[[ Input records, beginning ]]

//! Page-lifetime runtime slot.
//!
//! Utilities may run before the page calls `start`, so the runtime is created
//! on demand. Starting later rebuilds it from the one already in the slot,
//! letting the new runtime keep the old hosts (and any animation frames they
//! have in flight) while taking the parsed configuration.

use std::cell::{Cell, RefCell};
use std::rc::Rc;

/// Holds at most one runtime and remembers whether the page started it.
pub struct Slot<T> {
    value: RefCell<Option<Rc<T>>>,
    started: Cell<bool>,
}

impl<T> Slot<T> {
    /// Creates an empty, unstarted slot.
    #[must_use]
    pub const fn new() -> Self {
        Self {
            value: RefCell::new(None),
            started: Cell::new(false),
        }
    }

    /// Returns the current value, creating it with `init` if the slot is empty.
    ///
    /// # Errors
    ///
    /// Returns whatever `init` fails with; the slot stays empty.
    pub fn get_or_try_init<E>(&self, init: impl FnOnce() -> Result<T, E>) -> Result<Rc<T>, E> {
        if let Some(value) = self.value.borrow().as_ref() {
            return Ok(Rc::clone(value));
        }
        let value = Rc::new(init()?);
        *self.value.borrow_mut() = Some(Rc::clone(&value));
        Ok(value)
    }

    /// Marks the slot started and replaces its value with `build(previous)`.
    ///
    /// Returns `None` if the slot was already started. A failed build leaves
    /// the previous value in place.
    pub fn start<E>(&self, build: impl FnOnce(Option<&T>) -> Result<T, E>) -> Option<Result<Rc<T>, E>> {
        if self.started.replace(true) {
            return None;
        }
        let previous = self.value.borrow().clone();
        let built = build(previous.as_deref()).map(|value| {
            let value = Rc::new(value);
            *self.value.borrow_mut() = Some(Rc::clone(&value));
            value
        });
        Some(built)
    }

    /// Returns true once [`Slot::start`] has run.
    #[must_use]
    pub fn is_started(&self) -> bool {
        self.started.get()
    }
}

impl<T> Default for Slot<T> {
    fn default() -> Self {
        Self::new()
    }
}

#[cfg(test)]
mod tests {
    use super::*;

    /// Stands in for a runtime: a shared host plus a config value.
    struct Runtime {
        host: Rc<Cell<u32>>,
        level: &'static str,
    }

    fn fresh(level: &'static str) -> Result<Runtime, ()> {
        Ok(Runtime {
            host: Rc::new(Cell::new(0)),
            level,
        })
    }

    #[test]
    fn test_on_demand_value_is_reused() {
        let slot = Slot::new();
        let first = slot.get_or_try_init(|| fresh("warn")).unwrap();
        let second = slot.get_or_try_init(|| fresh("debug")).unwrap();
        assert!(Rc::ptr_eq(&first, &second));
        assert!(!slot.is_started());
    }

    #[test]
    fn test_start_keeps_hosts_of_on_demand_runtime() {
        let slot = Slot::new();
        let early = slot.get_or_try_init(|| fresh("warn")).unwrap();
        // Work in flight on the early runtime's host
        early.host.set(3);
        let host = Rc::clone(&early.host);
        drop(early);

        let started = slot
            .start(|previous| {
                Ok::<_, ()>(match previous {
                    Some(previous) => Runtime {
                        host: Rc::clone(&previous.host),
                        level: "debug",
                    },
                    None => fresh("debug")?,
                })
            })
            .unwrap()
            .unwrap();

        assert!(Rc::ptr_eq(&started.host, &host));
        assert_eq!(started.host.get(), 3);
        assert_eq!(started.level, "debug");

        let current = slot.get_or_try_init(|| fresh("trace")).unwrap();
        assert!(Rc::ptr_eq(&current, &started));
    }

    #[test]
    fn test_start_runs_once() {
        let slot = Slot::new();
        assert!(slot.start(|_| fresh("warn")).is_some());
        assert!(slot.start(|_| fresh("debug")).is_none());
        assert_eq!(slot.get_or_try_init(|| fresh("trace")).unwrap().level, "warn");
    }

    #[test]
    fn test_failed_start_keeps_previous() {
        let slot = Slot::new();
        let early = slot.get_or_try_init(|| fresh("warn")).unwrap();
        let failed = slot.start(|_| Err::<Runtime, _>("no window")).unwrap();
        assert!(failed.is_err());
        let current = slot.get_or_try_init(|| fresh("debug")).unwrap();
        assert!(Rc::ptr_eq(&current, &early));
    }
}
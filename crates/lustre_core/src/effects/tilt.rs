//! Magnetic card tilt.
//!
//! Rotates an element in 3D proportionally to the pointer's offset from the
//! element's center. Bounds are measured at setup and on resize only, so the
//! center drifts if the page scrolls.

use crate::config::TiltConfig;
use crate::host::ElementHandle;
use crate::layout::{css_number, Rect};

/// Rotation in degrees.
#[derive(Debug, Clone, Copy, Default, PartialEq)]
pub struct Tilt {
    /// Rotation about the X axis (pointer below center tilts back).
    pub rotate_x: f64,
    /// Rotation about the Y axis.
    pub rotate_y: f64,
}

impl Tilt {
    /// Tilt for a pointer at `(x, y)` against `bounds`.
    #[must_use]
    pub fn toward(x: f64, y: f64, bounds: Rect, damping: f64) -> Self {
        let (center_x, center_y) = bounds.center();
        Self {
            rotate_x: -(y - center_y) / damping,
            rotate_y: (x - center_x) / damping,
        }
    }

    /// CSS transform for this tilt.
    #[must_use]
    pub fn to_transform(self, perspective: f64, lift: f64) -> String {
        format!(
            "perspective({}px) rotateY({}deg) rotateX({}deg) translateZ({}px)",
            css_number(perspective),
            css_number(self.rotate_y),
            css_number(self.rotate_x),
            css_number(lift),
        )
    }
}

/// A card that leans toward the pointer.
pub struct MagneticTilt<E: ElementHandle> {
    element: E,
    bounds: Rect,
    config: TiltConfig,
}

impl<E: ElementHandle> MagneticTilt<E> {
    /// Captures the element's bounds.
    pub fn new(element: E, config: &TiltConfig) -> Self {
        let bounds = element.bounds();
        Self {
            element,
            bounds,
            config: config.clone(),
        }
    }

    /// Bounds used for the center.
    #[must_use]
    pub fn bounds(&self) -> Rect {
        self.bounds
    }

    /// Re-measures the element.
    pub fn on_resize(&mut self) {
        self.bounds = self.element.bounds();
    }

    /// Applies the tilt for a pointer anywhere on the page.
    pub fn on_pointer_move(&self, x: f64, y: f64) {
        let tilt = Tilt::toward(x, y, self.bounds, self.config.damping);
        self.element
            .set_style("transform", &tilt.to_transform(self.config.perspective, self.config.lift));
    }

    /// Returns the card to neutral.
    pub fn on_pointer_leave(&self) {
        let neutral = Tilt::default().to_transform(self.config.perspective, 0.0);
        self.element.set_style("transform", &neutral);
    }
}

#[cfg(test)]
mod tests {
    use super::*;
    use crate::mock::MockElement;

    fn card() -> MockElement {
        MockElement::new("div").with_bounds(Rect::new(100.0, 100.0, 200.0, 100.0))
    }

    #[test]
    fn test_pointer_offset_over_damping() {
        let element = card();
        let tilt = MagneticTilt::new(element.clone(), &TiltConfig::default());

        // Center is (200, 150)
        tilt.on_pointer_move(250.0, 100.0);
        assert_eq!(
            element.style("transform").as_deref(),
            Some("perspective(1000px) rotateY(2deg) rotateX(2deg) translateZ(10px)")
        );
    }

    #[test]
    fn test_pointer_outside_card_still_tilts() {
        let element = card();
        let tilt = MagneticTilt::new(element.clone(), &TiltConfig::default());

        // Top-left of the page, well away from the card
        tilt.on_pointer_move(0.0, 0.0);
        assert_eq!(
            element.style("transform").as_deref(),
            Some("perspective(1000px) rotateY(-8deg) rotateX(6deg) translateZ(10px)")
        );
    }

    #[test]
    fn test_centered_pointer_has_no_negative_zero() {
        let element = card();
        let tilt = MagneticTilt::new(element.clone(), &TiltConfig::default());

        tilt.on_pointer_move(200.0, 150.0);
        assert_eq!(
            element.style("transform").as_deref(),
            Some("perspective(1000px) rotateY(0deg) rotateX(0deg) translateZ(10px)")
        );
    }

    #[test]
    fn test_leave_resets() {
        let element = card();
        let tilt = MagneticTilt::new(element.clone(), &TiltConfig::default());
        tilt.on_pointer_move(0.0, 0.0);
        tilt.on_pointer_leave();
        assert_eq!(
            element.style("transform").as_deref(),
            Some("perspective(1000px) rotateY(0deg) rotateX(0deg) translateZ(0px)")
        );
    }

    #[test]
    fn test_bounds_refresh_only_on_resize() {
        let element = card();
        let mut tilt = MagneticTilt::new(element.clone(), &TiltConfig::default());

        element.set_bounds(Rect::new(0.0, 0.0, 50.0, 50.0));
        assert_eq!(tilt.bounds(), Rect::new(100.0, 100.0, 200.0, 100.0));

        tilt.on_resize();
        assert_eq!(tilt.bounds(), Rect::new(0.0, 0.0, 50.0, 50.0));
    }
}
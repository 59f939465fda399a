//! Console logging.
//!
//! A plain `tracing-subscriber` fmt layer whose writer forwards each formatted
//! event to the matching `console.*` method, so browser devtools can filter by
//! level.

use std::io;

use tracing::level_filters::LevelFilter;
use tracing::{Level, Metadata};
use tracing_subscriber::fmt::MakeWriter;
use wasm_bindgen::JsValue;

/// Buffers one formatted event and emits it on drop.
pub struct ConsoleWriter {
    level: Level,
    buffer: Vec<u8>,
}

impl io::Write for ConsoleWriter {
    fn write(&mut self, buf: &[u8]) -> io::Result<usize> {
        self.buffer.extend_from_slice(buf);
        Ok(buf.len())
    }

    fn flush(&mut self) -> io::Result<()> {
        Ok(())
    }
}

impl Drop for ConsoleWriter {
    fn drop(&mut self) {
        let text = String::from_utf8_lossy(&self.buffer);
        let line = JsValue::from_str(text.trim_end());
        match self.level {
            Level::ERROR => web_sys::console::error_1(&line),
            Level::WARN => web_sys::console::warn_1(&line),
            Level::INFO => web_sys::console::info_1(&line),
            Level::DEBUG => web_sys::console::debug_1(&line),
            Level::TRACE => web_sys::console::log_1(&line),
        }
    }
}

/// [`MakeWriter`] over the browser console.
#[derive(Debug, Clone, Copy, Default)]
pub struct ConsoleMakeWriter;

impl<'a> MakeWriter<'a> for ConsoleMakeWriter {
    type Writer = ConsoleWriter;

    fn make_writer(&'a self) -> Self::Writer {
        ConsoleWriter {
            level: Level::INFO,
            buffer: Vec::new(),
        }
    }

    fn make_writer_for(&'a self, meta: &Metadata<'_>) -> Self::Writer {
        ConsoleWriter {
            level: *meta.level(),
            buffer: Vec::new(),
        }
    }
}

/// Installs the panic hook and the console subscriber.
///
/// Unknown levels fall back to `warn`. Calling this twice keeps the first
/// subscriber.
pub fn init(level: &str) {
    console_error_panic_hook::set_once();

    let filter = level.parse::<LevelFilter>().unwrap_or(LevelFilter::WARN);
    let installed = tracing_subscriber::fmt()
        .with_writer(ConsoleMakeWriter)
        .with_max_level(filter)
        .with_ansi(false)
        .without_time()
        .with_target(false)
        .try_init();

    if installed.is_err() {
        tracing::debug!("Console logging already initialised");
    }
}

[[ Input records, end ]]

Problem to work on: Within the entries, find all lines holding "axis" and copy each one.

Written solution:
    /// Rotation about the X axis (pointer below center tilts back).
    /// Rotation about the Y axis.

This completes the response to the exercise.